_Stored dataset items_
----------

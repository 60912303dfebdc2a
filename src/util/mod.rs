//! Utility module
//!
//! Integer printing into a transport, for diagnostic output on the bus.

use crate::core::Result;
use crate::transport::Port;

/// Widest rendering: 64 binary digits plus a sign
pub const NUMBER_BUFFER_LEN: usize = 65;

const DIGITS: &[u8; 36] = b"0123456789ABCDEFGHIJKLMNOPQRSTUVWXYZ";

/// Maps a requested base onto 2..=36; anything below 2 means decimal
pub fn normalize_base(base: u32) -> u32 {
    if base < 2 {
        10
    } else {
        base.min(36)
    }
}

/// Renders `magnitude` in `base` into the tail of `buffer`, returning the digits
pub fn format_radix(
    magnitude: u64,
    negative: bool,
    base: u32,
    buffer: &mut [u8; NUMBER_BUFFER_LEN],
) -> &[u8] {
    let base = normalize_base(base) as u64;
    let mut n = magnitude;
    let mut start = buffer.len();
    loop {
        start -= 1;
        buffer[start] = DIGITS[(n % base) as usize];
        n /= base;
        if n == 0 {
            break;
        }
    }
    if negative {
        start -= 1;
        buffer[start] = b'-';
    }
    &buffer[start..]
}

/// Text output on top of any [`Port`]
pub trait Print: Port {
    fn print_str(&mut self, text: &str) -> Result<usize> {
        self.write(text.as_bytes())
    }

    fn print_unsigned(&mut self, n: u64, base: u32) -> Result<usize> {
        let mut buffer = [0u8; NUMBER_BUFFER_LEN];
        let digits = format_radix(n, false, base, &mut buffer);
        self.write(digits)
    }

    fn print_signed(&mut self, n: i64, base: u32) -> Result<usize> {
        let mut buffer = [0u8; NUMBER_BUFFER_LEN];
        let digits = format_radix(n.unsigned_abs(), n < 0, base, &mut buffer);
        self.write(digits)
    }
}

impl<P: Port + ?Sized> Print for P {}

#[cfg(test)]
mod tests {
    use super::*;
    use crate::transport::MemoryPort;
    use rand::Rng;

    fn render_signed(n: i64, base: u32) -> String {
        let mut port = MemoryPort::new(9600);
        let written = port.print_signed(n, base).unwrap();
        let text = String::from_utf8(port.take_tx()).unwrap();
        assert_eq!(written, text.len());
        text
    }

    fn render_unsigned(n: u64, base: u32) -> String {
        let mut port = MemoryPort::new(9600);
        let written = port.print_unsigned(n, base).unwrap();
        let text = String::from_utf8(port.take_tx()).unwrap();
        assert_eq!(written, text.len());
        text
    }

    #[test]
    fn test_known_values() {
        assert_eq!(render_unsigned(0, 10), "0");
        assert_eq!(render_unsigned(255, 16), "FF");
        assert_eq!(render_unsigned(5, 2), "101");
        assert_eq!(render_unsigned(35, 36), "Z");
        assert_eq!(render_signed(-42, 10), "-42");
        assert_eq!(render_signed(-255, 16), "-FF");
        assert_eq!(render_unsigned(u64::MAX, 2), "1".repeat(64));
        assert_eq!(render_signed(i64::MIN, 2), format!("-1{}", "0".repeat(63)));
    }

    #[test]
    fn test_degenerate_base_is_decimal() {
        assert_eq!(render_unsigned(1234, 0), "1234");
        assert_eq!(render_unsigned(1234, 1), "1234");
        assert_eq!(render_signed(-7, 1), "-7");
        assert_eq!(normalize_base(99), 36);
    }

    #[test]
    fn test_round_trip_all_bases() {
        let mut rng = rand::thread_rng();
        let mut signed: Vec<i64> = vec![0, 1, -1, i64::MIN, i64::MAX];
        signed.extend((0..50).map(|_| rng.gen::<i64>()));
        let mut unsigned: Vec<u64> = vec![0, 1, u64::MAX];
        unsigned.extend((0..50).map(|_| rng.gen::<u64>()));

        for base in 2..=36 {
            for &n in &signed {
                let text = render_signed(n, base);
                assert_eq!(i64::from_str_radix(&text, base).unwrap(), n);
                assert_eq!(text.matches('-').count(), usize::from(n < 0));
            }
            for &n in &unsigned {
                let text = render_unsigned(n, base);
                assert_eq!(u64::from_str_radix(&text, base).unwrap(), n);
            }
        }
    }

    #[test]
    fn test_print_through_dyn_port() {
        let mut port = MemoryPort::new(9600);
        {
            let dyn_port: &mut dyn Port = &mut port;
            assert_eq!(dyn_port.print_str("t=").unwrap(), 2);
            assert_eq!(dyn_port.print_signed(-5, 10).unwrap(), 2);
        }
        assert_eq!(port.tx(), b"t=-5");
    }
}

----------

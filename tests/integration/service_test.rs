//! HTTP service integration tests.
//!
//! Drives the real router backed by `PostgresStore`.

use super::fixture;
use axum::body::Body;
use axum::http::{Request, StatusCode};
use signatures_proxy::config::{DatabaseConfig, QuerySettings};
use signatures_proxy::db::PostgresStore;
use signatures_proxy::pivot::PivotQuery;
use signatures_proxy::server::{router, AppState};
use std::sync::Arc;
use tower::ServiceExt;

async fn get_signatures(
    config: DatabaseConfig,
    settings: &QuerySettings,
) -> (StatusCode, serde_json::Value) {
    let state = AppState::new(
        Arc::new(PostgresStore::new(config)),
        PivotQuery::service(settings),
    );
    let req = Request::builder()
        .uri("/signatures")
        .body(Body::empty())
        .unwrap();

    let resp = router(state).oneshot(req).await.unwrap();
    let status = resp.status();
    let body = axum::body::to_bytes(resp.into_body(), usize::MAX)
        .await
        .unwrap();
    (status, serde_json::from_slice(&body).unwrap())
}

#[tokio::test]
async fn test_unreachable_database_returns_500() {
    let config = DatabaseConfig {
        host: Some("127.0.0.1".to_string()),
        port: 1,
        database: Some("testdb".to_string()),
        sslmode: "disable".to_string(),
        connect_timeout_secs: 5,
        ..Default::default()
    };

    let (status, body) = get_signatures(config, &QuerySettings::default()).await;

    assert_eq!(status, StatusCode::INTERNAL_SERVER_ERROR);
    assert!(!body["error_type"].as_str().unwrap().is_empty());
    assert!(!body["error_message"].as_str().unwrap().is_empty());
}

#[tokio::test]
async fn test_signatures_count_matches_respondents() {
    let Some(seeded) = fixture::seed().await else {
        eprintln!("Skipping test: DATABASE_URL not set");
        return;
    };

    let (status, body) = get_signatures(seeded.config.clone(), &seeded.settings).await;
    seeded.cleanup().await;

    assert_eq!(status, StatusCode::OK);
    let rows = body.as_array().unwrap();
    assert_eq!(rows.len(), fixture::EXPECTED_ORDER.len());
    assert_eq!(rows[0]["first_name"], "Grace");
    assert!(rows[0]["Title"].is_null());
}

----------

_Exercise description_
Working through the data above, find every line holding "default" and copy it.

_Result of this exercise_
        ..Default::default()
    let (status, body) = get_signatures(config, &QuerySettings::default()).await;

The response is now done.